=== Section Start ===

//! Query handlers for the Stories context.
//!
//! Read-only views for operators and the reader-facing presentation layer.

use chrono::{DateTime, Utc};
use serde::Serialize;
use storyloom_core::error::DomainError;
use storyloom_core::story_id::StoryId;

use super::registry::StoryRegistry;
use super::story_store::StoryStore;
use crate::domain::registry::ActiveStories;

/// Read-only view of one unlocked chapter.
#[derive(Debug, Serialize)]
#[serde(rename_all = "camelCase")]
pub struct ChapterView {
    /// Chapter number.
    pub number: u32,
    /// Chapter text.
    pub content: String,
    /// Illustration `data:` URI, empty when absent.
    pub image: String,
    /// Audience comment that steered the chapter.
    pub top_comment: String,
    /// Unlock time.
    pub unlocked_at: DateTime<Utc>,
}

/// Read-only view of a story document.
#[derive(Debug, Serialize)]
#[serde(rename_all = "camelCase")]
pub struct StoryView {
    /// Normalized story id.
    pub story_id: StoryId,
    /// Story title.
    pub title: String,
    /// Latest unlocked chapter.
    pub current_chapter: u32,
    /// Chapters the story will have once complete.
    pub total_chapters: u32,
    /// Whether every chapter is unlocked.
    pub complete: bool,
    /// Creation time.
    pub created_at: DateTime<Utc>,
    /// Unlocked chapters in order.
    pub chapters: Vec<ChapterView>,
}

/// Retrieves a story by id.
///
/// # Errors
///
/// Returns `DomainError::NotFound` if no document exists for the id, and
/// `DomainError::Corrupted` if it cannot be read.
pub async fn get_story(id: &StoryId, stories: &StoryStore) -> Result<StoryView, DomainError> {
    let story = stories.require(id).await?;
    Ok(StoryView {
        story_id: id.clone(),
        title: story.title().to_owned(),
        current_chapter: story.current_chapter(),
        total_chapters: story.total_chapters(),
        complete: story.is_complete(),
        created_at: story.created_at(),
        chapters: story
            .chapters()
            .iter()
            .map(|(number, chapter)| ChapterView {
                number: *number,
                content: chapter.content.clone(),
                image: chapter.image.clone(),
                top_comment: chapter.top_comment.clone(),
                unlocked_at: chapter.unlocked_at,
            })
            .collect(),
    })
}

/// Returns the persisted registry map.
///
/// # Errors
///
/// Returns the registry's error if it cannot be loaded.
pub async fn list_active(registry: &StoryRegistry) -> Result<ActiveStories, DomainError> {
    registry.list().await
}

=== Section End ===
=== Section Start ===

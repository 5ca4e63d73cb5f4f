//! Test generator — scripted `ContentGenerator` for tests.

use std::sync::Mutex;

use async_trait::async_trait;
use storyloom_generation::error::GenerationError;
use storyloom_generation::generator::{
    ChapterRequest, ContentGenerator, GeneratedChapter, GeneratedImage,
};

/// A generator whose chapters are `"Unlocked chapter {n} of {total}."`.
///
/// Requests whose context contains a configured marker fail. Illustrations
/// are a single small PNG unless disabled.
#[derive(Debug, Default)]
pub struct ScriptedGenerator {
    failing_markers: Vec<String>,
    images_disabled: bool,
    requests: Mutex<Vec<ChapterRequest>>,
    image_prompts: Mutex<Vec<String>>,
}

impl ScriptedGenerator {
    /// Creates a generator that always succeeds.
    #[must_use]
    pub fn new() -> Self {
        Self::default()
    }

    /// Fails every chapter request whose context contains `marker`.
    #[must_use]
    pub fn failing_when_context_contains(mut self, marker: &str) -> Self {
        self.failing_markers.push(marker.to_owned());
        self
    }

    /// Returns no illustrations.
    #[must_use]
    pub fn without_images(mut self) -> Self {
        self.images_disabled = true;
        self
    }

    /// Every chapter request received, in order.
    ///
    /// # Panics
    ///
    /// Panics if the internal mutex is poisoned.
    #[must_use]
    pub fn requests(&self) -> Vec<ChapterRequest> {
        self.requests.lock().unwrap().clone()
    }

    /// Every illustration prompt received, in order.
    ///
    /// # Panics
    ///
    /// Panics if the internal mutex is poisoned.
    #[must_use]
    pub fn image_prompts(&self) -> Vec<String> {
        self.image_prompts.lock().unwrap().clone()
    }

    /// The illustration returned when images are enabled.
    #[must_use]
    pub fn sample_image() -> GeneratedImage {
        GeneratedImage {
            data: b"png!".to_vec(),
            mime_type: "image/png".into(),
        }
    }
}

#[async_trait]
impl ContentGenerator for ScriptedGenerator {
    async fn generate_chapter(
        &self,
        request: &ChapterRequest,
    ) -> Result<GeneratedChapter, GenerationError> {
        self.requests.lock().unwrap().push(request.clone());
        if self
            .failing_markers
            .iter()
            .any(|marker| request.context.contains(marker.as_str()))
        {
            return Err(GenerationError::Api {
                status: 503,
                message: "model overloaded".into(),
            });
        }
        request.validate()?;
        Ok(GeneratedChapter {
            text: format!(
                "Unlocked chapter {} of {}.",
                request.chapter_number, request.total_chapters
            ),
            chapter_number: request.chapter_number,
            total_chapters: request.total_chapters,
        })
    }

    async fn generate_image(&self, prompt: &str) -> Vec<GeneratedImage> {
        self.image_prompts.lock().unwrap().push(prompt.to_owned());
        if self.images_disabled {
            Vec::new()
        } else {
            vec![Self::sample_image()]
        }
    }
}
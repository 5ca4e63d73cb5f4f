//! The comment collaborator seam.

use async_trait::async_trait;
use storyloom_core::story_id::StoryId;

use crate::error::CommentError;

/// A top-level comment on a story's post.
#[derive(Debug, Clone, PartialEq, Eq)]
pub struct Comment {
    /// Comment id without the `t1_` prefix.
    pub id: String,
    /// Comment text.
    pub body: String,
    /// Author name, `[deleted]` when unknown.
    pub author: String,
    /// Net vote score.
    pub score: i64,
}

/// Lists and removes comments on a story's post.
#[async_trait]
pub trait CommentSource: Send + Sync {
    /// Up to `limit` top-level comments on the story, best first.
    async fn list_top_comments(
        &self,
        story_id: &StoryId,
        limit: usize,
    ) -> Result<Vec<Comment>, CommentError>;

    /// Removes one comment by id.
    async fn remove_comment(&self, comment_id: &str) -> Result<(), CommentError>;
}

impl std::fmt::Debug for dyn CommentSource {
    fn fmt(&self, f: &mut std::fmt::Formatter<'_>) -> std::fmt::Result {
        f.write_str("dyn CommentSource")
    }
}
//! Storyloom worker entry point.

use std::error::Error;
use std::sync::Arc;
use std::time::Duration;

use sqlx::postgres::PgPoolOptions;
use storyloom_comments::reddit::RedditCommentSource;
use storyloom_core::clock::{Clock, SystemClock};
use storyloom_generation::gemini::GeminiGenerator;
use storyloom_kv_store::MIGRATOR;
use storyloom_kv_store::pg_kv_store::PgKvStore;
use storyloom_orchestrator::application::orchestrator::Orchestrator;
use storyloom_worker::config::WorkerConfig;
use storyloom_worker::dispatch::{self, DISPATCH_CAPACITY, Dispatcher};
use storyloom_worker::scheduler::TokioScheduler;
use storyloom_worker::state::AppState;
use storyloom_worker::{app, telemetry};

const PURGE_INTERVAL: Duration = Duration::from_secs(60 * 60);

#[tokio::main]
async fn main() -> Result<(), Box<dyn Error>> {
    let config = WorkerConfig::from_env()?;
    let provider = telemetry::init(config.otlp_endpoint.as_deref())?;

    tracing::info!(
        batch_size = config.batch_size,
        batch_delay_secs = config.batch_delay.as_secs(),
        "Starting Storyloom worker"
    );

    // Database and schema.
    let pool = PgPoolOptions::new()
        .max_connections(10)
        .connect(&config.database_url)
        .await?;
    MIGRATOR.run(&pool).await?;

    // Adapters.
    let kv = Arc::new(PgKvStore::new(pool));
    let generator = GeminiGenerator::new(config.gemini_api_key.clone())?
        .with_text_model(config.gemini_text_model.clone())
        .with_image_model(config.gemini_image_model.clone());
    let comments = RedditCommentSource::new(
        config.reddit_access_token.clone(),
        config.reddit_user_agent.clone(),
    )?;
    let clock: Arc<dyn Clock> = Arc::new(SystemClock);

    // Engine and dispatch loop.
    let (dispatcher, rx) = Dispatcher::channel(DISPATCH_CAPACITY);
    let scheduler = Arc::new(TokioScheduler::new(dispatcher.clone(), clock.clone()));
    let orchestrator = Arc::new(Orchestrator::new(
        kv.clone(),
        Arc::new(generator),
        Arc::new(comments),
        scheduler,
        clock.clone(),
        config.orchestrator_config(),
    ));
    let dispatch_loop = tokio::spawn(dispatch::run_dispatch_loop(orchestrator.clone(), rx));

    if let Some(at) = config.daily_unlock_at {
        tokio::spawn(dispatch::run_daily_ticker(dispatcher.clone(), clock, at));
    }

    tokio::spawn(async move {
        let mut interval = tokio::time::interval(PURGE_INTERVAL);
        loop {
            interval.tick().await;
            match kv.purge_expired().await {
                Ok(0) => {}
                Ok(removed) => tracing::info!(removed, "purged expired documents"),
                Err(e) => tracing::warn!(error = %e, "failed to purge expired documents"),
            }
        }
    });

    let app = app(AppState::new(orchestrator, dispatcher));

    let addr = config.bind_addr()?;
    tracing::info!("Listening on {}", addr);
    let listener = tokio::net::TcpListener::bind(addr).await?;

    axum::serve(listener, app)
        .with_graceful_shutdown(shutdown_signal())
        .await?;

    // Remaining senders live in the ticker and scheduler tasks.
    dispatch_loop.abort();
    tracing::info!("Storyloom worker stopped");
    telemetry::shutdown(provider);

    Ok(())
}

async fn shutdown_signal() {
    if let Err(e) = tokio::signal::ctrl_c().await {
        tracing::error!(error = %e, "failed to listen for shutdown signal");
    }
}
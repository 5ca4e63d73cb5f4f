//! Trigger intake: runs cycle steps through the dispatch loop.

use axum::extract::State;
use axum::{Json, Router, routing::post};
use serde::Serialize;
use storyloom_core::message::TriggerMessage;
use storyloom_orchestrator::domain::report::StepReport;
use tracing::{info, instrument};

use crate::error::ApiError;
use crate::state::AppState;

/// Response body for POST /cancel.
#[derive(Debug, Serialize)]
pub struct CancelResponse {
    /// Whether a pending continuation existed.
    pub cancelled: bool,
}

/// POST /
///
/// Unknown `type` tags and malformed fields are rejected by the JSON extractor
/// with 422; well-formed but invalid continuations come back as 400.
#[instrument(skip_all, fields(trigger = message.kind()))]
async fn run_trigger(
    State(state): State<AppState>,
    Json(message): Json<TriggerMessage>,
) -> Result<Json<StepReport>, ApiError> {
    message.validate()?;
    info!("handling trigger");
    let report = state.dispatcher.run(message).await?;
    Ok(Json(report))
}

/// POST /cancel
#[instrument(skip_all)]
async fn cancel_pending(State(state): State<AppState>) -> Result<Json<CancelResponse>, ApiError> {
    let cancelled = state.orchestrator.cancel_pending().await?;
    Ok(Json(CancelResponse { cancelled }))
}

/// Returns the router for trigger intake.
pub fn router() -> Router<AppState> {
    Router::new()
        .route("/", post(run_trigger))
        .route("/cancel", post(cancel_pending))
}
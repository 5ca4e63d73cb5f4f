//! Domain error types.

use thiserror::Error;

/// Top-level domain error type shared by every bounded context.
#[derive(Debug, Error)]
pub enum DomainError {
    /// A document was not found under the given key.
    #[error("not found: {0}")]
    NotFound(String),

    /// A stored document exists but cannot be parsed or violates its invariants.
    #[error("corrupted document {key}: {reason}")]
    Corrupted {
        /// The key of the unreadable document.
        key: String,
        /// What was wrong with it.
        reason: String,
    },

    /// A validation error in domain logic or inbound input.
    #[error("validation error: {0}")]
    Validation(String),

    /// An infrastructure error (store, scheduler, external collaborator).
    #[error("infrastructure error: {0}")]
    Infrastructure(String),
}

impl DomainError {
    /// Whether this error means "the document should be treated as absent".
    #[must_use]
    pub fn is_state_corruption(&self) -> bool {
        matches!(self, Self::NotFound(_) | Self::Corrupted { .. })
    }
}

=== Section End ===

Activity »
Reproduce each line of the material in which the string "spawn" occurs.

Response »
    let dispatch_loop = tokio::spawn(dispatch::run_dispatch_loop(orchestrator.clone(), rx));
        tokio::spawn(dispatch::run_daily_ticker(dispatcher.clone(), clock, at));
    tokio::spawn(async move {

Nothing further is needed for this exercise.